[[ Information, beginning ]]
use {
    crate::{
        config::ConnectionConfig,
        dbus::{BUS_NAME, BUS_PATH, Connection, Method, PEER_INTERFACE},
        it::{
            test_bus::TestBus,
            test_error::{TestErrorExt, TestResult},
        },
    },
    std::sync::Arc,
};

pub struct TestRun {
    pub name: &'static str,
    pub bus: Arc<TestBus>,
}

impl TestRun {
    pub fn config(&self) -> ConnectionConfig {
        ConnectionConfig {
            name: self.name.to_string(),
            ..Default::default()
        }
    }

    /// Connects a new client to the bus and registers it with `Hello`.
    pub fn connect(&self) -> TestResult<Connection> {
        self.connect_with(self.config())
    }

    pub fn connect_with(&self, config: ConnectionConfig) -> TestResult<Connection> {
        Connection::open(self.bus.connect(), config).with_context(|| "Could not connect to the bus")
    }

    /// Returns once everything the bus sent to `conn` before this call has
    /// been dispatched.
    pub fn sync(&self, conn: &Connection) -> TestResult {
        let ping = Method::new(BUS_NAME, BUS_PATH, PEER_INTERFACE, "Ping");
        conn.call_blocking(&ping, &[])
            .with_context(|| "Could not ping the bus")?;
        Ok(())
    }

    pub fn unique_name(&self, conn: &Connection) -> TestResult<String> {
        let name = conn.unique_name().with_context(|| "Connection has no unique name")?;
        Ok(name.to_string())
    }
}
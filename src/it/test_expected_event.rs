use {
    crate::it::test_error::TestResult,
    isnt::std_1::collections::IsntVecDequeExt,
    parking_lot::{Condvar, Mutex},
    std::{
        collections::VecDeque,
        sync::Arc,
        time::{Duration, Instant},
    },
};

const TIMEOUT: Duration = Duration::from_secs(5);

/// Collects events produced on other threads.
pub struct TestExpectedEvent<T> {
    data: Arc<TestExpectedEventData<T>>,
}

struct TestExpectedEventData<T> {
    events: Mutex<VecDeque<T>>,
    cond: Condvar,
}

impl<T> Clone for TestExpectedEvent<T> {
    fn clone(&self) -> Self {
        Self {
            data: self.data.clone(),
        }
    }
}

impl<T: Send + 'static> TestExpectedEvent<T> {
    pub fn new() -> Self {
        Self {
            data: Arc::new(TestExpectedEventData {
                events: Default::default(),
                cond: Condvar::new(),
            }),
        }
    }

    pub fn push(&self, t: T) {
        self.data.events.lock().push_back(t);
        self.data.cond.notify_all();
    }

    /// Returns a handler that records its argument.
    pub fn pusher(&self) -> impl Fn(T) + Send + Sync + 'static {
        let slf = self.clone();
        move |t| slf.push(t)
    }

    /// Waits for the next event.
    pub fn next(&self) -> TestResult<T> {
        let deadline = Instant::now() + TIMEOUT;
        let mut events = self.data.events.lock();
        loop {
            if let Some(t) = events.pop_front() {
                return Ok(t);
            }
            if self.data.cond.wait_until(&mut events, deadline).timed_out() {
                bail!("No event occurred");
            }
        }
    }

    pub fn none(&self) -> TestResult {
        if self.data.events.lock().is_not_empty() {
            bail!("There are unexpected events");
        }
        Ok(())
    }
}
use {
    crate::dbus::{
        CallError, DbusError, ExecutionContext, MessageKind, Signature, Value, WireError,
        WireMessage, connection::ConnectionInner, timer::TimerId,
    },
    futures_util::task::AtomicWaker,
    parking_lot::{Condvar, Mutex},
    std::{
        fmt::{Debug, Formatter},
        future::Future,
        pin::Pin,
        sync::Arc,
        task::{Context, Poll},
        time::{Duration, Instant},
    },
};

/// Identifies an outstanding call on its connection.
#[derive(Copy, Clone, Debug, Hash, Eq, PartialEq)]
pub struct CallId(pub(super) u32);

impl CallId {
    pub fn serial(self) -> u32 {
        self.0
    }
}

/// A successful method return.
#[derive(Clone, Debug, PartialEq)]
pub struct Reply {
    pub sender: Option<String>,
    pub signature: Signature,
    pub body: Vec<Value>,
}

impl Reply {
    pub(super) fn from_message(msg: &WireMessage) -> Result<Self, DbusError> {
        let body = msg.decode_body()?;
        if msg.kind == MessageKind::Error {
            let name = msg.headers.error_name.clone().unwrap_or_default();
            let msg = match body.into_iter().next() {
                Some(Value::String(s)) => Some(s),
                _ => None,
            };
            return Err(DbusError::RemoteError(CallError { name, msg }));
        }
        Ok(Self {
            sender: msg.headers.sender.clone(),
            signature: msg.headers.signature.clone().unwrap_or_default(),
            body,
        })
    }

    /// Fails unless the reply has exactly the signature `expected`.
    pub fn expect_signature(&self, expected: &'static str) -> Result<(), DbusError> {
        if self.signature.as_str() != expected {
            return Err(DbusError::MalformedWireData(WireError::SignatureMismatch {
                expected,
                actual: self.signature.0.clone(),
            }));
        }
        Ok(())
    }

    pub fn arg(&self, idx: usize) -> Option<&Value> {
        self.body.get(idx)
    }
}

pub(super) type CallResult = Result<Reply, DbusError>;

#[derive(Default)]
pub(super) struct CallSlot {
    data: Mutex<SlotData>,
    cond: Condvar,
    waker: AtomicWaker,
}

#[derive(Default)]
struct SlotData {
    completed: bool,
    result: Option<CallResult>,
}

impl CallSlot {
    fn complete(&self, res: CallResult) {
        {
            let mut data = self.data.lock();
            data.completed = true;
            data.result = Some(res);
        }
        self.cond.notify_all();
        self.waker.wake();
    }

    fn is_completed(&self) -> bool {
        self.data.lock().completed
    }
}

/// Where the result of a call goes.
pub(super) enum CallSink {
    Slot(Arc<CallSlot>),
    Callback {
        ctx: Arc<dyn ExecutionContext>,
        f: Box<dyn FnOnce(CallResult) + Send>,
    },
}

impl CallSink {
    pub fn complete(self, res: CallResult) {
        match self {
            CallSink::Slot(slot) => slot.complete(res),
            CallSink::Callback { ctx, f } => ctx.schedule(Box::new(move || f(res))),
        }
    }
}

/// An entry in the pending-call table. Removing the entry from the table is
/// what makes a completion the only one.
pub(super) struct PendingEntry {
    pub sink: CallSink,
    pub timer: Option<TimerId>,
}

impl PendingEntry {
    pub fn new(sink: CallSink) -> Self {
        Self { sink, timer: None }
    }
}

/// The handle of a call made with [`Connection::call`](super::Connection::call).
///
/// The result can be awaited or obtained with [`PendingCall::wait`]. Dropping
/// the handle before completion withdraws the call without invoking anything.
#[must_use]
pub struct PendingCall {
    pub(super) conn: Arc<ConnectionInner>,
    pub(super) serial: u32,
    pub(super) slot: Arc<CallSlot>,
}

impl PendingCall {
    pub(super) fn new(conn: Arc<ConnectionInner>, serial: u32, slot: Arc<CallSlot>) -> Self {
        Self { conn, serial, slot }
    }

    pub(super) fn slot() -> Arc<CallSlot> {
        Default::default()
    }

    pub fn id(&self) -> CallId {
        CallId(self.serial)
    }

    /// Completes the call with [`DbusError::Cancelled`] unless it has already
    /// completed. Returns whether this call completed it.
    pub fn cancel(&self) -> bool {
        self.conn.cancel(self.serial)
    }

    pub fn is_completed(&self) -> bool {
        self.slot.is_completed()
    }

    /// Blocks until the call completes.
    ///
    /// Must not be called from a handler running on the dispatch thread since
    /// the reply could never be read.
    pub fn wait(self) -> CallResult {
        let mut data = self.slot.data.lock();
        loop {
            if let Some(res) = data.result.take() {
                return res;
            }
            if data.completed {
                return Err(DbusError::Cancelled);
            }
            self.slot.cond.wait(&mut data);
        }
    }

    /// Like [`Self::wait`] but gives up after `timeout`. The call is withdrawn
    /// in that case.
    pub fn wait_timeout(self, timeout: Duration) -> Option<CallResult> {
        let deadline = Instant::now().checked_add(timeout);
        let mut data = self.slot.data.lock();
        loop {
            if let Some(res) = data.result.take() {
                return Some(res);
            }
            if data.completed {
                return Some(Err(DbusError::Cancelled));
            }
            match deadline {
                Some(deadline) => {
                    if self.slot.cond.wait_until(&mut data, deadline).timed_out() {
                        return None;
                    }
                }
                None => self.slot.cond.wait(&mut data),
            }
        }
    }
}

impl Future for PendingCall {
    type Output = CallResult;

    fn poll(self: Pin<&mut Self>, cx: &mut Context<'_>) -> Poll<Self::Output> {
        self.slot.waker.register(cx.waker());
        let mut data = self.slot.data.lock();
        if let Some(res) = data.result.take() {
            return Poll::Ready(res);
        }
        if data.completed {
            return Poll::Ready(Err(DbusError::Cancelled));
        }
        Poll::Pending
    }
}

impl Drop for PendingCall {
    fn drop(&mut self) {
        if !self.slot.is_completed() {
            self.conn.forget(self.serial);
        }
    }
}

impl Debug for PendingCall {
    fn fmt(&self, f: &mut Formatter<'_>) -> std::fmt::Result {
        f.debug_struct("PendingCall")
            .field("serial", &self.serial)
            .field("completed", &self.is_completed())
            .finish()
    }
}
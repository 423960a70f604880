use {
    crate::dbus::{
        BUS_INTERFACE, BUS_NAME,
        bus::{NAME_ACQUIRED, NAME_LOST},
        subscriptions::Signal,
    },
    std::fmt::{Display, Formatter, Write},
    thiserror::Error,
};


#[derive(Debug, Error, Eq, PartialEq)]
pub enum MatchRuleError {
    #[error("Match rule contains an unterminated quoted string")]
    UnterminatedQuote,
    #[error("Match rule element `{0}` is not of the form key=value")]
    MissingValue(String),
    #[error("Match rule key `{0}` is not supported")]
    UnsupportedKey(String),
    #[error("Match rule matches messages of type `{0}` instead of signals")]
    NotASignal(String),
}

/// A structural filter for signals. `None` fields match anything.
#[derive(Clone, Debug, Default, Eq, PartialEq, Hash)]
pub struct MatchRule {
    pub sender: Option<String>,
    pub interface: Option<String>,
    pub member: Option<String>,
    pub path: Option<String>,
    pub arg0: Option<String>,
}

impl MatchRule {
    pub fn new() -> Self {
        Self::default()
    }

    pub fn sender(mut self, sender: &str) -> Self {
        self.sender = Some(sender.to_string());
        self
    }

    pub fn interface(mut self, interface: &str) -> Self {
        self.interface = Some(interface.to_string());
        self
    }

    pub fn member(mut self, member: &str) -> Self {
        self.member = Some(member.to_string());
        self
    }

    pub fn path(mut self, path: &str) -> Self {
        self.path = Some(path.to_string());
        self
    }

    pub fn arg0(mut self, arg0: &str) -> Self {
        self.arg0 = Some(arg0.to_string());
        self
    }

    /// Returns whether the bus delivers matching signals without an
    /// `AddMatch` registration.
    ///
    /// `NameAcquired` and `NameLost` are always sent to the connection they
    /// concern.
    pub fn is_self_delivered(&self) -> bool {
        self.sender.as_deref() == Some(BUS_NAME)
            && self.interface.as_deref() == Some(BUS_INTERFACE)
            && matches!(self.member.as_deref(), Some(NAME_ACQUIRED | NAME_LOST))
    }

    /// The sender by which matching signals can be looked up.
    ///
    /// Signals carry the unique name of their sender. A rule naming a
    /// well-known sender can therefore not be indexed and is checked against
    /// the remaining fields only.
    pub fn sender_key(&self) -> Option<&str> {
        match self.sender.as_deref() {
            Some(s) if s.starts_with(':') || s == BUS_NAME => Some(s),
            _ => None,
        }
    }

    pub fn matches(&self, signal: &Signal) -> bool {
        if let Some(sender) = self.sender_key() {
            if signal.sender.as_deref() != Some(sender) {
                return false;
            }
        }
        if let Some(interface) = &self.interface {
            if &signal.interface != interface {
                return false;
            }
        }
        if let Some(member) = &self.member {
            if &signal.member != member {
                return false;
            }
        }
        if let Some(path) = &self.path {
            if signal.path.as_str() != path {
                return false;
            }
        }
        if let Some(arg0) = &self.arg0 {
            match signal.body.first().and_then(|v| v.as_str()) {
                Some(s) if s == arg0 => {}
                _ => return false,
            }
        }
        true
    }

    /// Parses the string form used by `AddMatch`.
    pub fn parse(s: &str) -> Result<Self, MatchRuleError> {
        let mut rule = Self::default();
        for (key, value) in split_rule(s)? {
            let field = match key.as_str() {
                "type" => {
                    if value != "signal" {
                        return Err(MatchRuleError::NotASignal(value));
                    }
                    continue;
                }
                "sender" => &mut rule.sender,
                "interface" => &mut rule.interface,
                "member" => &mut rule.member,
                "path" => &mut rule.path,
                "arg0" => &mut rule.arg0,
                _ => return Err(MatchRuleError::UnsupportedKey(key)),
            };
            *field = Some(value);
        }
        Ok(rule)
    }
}

fn split_rule(s: &str) -> Result<Vec<(String, String)>, MatchRuleError> {
    let mut res = vec![];
    let mut chars = s.chars().peekable();
    while chars.peek().is_some() {
        let mut key = String::new();
        let mut value = String::new();
        let mut have_eq = false;
        let mut quoted = false;
        while let Some(c) = chars.next() {
            if !have_eq {
                match c {
                    '=' => have_eq = true,
                    ',' => break,
                    c => key.push(c),
                }
                continue;
            }
            match c {
                '\'' => quoted = !quoted,
                '\\' if !quoted && chars.peek() == Some(&'\'') => {
                    chars.next();
                    value.push('\'');
                }
                ',' if !quoted => break,
                c => value.push(c),
            }
        }
        if quoted {
            return Err(MatchRuleError::UnterminatedQuote);
        }
        let key = key.trim().to_string();
        if !have_eq {
            if key.is_empty() {
                continue;
            }
            return Err(MatchRuleError::MissingValue(key));
        }
        res.push((key, value));
    }
    Ok(res)
}

fn write_value(f: &mut Formatter<'_>, key: &str, value: &str) -> std::fmt::Result {
    write!(f, ",{}='", key)?;
    for c in value.chars() {
        match c {
            '\'' => f.write_str(r"'\''")?,
            c => f.write_char(c)?,
        }
    }
    f.write_char('\'')
}

/// Renders the rule in the form expected by `AddMatch`.
impl Display for MatchRule {
    fn fmt(&self, f: &mut Formatter<'_>) -> std::fmt::Result {
        f.write_str("type='signal'")?;
        let fields = [
            ("sender", &self.sender),
            ("interface", &self.interface),
            ("member", &self.member),
            ("path", &self.path),
            ("arg0", &self.arg0),
        ];
        for (key, value) in fields {
            if let Some(value) = value {
                write_value(f, key, value)?;
            }
        }
        Ok(())
    }
}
[[ Information, end ]]
Aim of the task
Stop after the line containing "pub fn connect_with(&self, config: ConnectionConfig)": print exactly the lines from the start of the entries above up to it, that line included.

Answer to this task
use {
    crate::{
        config::ConnectionConfig,
        dbus::{BUS_NAME, BUS_PATH, Connection, Method, PEER_INTERFACE},
        it::{
            test_bus::TestBus,
            test_error::{TestErrorExt, TestResult},
        },
    },
    std::sync::Arc,
};

pub struct TestRun {
    pub name: &'static str,
    pub bus: Arc<TestBus>,
}

impl TestRun {
    pub fn config(&self) -> ConnectionConfig {
        ConnectionConfig {
            name: self.name.to_string(),
            ..Default::default()
        }
    }

    /// Connects a new client to the bus and registers it with `Hello`.
    pub fn connect(&self) -> TestResult<Connection> {
        self.connect_with(self.config())
    }

    pub fn connect_with(&self, config: ConnectionConfig) -> TestResult<Connection> {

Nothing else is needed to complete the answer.